■ YOUR TASK
What is the number of lines in the records that contain "bufs"? Give only that number.

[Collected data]
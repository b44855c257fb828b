//! The chunked transfer loop.
//!
//! Converts one abstract transfer request ("move N frames between the
//! session buffer and the device") into repeated device I/O calls,
//! absorbing short transfers and would-block conditions, dispatching fault
//! codes to recovery, and feeding every accepted span to the meter and the
//! position monitor. The abort flag is honored at loop-iteration
//! granularity: an in-flight device call always completes.

use crate::device::{IoOutcome, PcmDevice};
use crate::error::StreamError;
use crate::event::StreamEvent;
use crate::recovery::{self, XrunRecovery};
use crate::session::StreamSession;

/// Bounded readiness wait between retries, in milliseconds.
const READY_WAIT_MS: i32 = 100;

impl<D: PcmDevice> StreamSession<D> {
    /// Writes `frames` interleaved frames from the session buffer to the
    /// device.
    ///
    /// A request shorter than the chunk size (the last partial chunk of a
    /// stream) is padded to a whole chunk with the format's silence pattern
    /// before writing. Returns the total frames accepted by the device,
    /// including padding; callers detect early termination by comparing
    /// against the request.
    pub fn write_frames(&mut self, frames: usize) -> Result<usize, StreamError> {
        let chunk = self.config.chunk_frames;
        let bpf = self.config.bytes_per_frame();
        let mut count = frames.min(chunk);
        if count < chunk {
            let pad = count * bpf..chunk * bpf;
            self.config
                .format
                .fill_silence(&mut self.buffer.interleaved_mut()[pad]);
            count = chunk;
        }

        let mut result = 0usize;
        while count > 0 && !self.flags.is_aborted() {
            self.position_check();
            self.control_check()?;
            let offset = result * bpf;
            let outcome = {
                let buf = self.buffer.interleaved();
                self.device.writei(&buf[offset..offset + count * bpf], count)?
            };
            self.position_check();
            match outcome {
                IoOutcome::Transferred(n) => {
                    if n < count {
                        self.ready_wait();
                    }
                    if n > 0 {
                        self.meter_interleaved(offset, n);
                        result += n;
                        count -= n;
                    }
                }
                IoOutcome::WouldBlock => self.ready_wait(),
                IoOutcome::Xrun => self.handle_xrun()?,
                IoOutcome::Suspended => self.handle_suspend()?,
            }
        }
        self.stats.frames_transferred += result as u64;
        Ok(result)
    }

    /// Reads `frames` interleaved frames from the device into the session
    /// buffer.
    ///
    /// Capture never pads: a request shorter than the chunk size (the tail
    /// of a limited or size-capped capture) reads exactly that many frames.
    /// An abort stops the loop between device calls and returns the frames
    /// actually read so far; callers detect it by comparing against the
    /// request.
    pub fn read_frames(&mut self, frames: usize) -> Result<usize, StreamError> {
        let chunk = self.config.chunk_frames;
        let bpf = self.config.bytes_per_frame();
        let mut count = frames.min(chunk);
        let mut result = 0usize;
        while count > 0 {
            if self.flags.is_aborted() {
                break;
            }
            self.position_check();
            self.control_check()?;
            let offset = result * bpf;
            let outcome = {
                let buf = self.buffer.interleaved_mut();
                self.device.readi(&mut buf[offset..offset + count * bpf], count)?
            };
            self.position_check();
            match outcome {
                IoOutcome::Transferred(n) => {
                    if n < count {
                        self.ready_wait();
                    }
                    if n > 0 {
                        self.meter_interleaved(offset, n);
                        result += n;
                        count -= n;
                    }
                }
                IoOutcome::WouldBlock => self.ready_wait(),
                IoOutcome::Xrun => self.handle_xrun()?,
                IoOutcome::Suspended => self.handle_suspend()?,
            }
        }
        debug_assert!(result <= frames);
        self.stats.frames_transferred += result as u64;
        Ok(result)
    }

    /// Planar variant of [`write_frames`](Self::write_frames), one buffer
    /// per channel.
    pub fn write_frames_planar(&mut self, frames: usize) -> Result<usize, StreamError> {
        let chunk = self.config.chunk_frames;
        let bps = self.config.format.bytes_per_sample();
        let mut count = frames.min(chunk);
        if count < chunk {
            for buf in self.buffer.planar_mut() {
                self.config
                    .format
                    .fill_silence(&mut buf[count * bps..chunk * bps]);
            }
            count = chunk;
        }

        let mut result = 0usize;
        while count > 0 && !self.flags.is_aborted() {
            self.position_check();
            self.control_check()?;
            let offset = result * bps;
            let outcome = {
                let bufs: Vec<&[u8]> = self
                    .buffer
                    .planar()
                    .iter()
                    .map(|b| &b[offset..])
                    .collect();
                self.device.writen(&bufs, count)?
            };
            self.position_check();
            match outcome {
                IoOutcome::Transferred(n) => {
                    if n < count {
                        self.ready_wait();
                    }
                    if n > 0 {
                        self.meter_planar(offset, n);
                        result += n;
                        count -= n;
                    }
                }
                IoOutcome::WouldBlock => self.ready_wait(),
                IoOutcome::Xrun => self.handle_xrun()?,
                IoOutcome::Suspended => self.handle_suspend()?,
            }
        }
        self.stats.frames_transferred += result as u64;
        Ok(result)
    }

    /// Planar variant of [`read_frames`](Self::read_frames).
    pub fn read_frames_planar(&mut self, frames: usize) -> Result<usize, StreamError> {
        let chunk = self.config.chunk_frames;
        let bps = self.config.format.bytes_per_sample();
        let mut count = frames.min(chunk);
        let mut result = 0usize;
        while count > 0 {
            if self.flags.is_aborted() {
                break;
            }
            self.position_check();
            self.control_check()?;
            let offset = result * bps;
            let outcome = {
                let mut bufs: Vec<&mut [u8]> = self
                    .buffer
                    .planar_mut()
                    .iter_mut()
                    .map(|b| &mut b[offset..])
                    .collect();
                self.device.readn(&mut bufs, count)?
            };
            self.position_check();
            match outcome {
                IoOutcome::Transferred(n) => {
                    if n < count {
                        self.ready_wait();
                    }
                    if n > 0 {
                        self.meter_planar(offset, n);
                        result += n;
                        count -= n;
                    }
                }
                IoOutcome::WouldBlock => self.ready_wait(),
                IoOutcome::Xrun => self.handle_xrun()?,
                IoOutcome::Suspended => self.handle_suspend()?,
            }
        }
        debug_assert!(result <= frames);
        self.stats.frames_transferred += result as u64;
        Ok(result)
    }

    /// Waits briefly for device readiness, unless busy-poll mode is set.
    fn ready_wait(&mut self) {
        if !self.opts.busy_poll {
            let _ = self.device.wait(READY_WAIT_MS);
        }
    }

    fn meter_interleaved(&mut self, offset: usize, frames: usize) {
        if let Some(meter) = self.meter.as_mut() {
            let bpf = self.config.bytes_per_frame();
            let buf = self.buffer.interleaved();
            meter.update(&buf[offset..offset + frames * bpf]);
        }
    }

    fn meter_planar(&mut self, offset: usize, frames: usize) {
        if let Some(meter) = self.meter.as_mut() {
            let bps = self.config.format.bytes_per_sample();
            for buf in self.buffer.planar() {
                meter.update(&buf[offset..offset + frames * bps]);
            }
        }
    }

    fn position_check(&mut self) {
        if let Some(monitor) = self.monitor.as_mut() {
            if let Some(event) = monitor.check(&mut self.device) {
                if let Some(callback) = self.events.as_ref() {
                    callback(event);
                }
            }
        }
    }

    fn control_check(&mut self) -> Result<(), StreamError> {
        if let Some(control) = self.control.as_mut() {
            control.check(&mut self.device, self.opts.quiet, self.events.as_ref())?;
        }
        Ok(())
    }

    fn handle_xrun(&mut self) -> Result<(), StreamError> {
        match recovery::recover_xrun(&mut self.device, self.config.direction, &self.opts)? {
            XrunRecovery::Xrun { elapsed } => {
                self.stats.xruns_recovered += 1;
                self.emit(StreamEvent::XrunRecovered {
                    elapsed,
                    fault: recovery::fault_name(self.config.direction),
                });
            }
            XrunRecovery::CaptureRebound => {
                self.stats.capture_rebounds += 1;
                self.emit(StreamEvent::CaptureRebound);
            }
        }
        Ok(())
    }

    fn handle_suspend(&mut self) -> Result<(), StreamError> {
        let reprimed = recovery::recover_suspend(&mut self.device, self.opts.quiet)?;
        self.stats.suspends_recovered += 1;
        self.emit(StreamEvent::SuspendRecovered { reprimed });
        Ok(())
    }
}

■ RESPONSE FOR THIS EXERCISE
4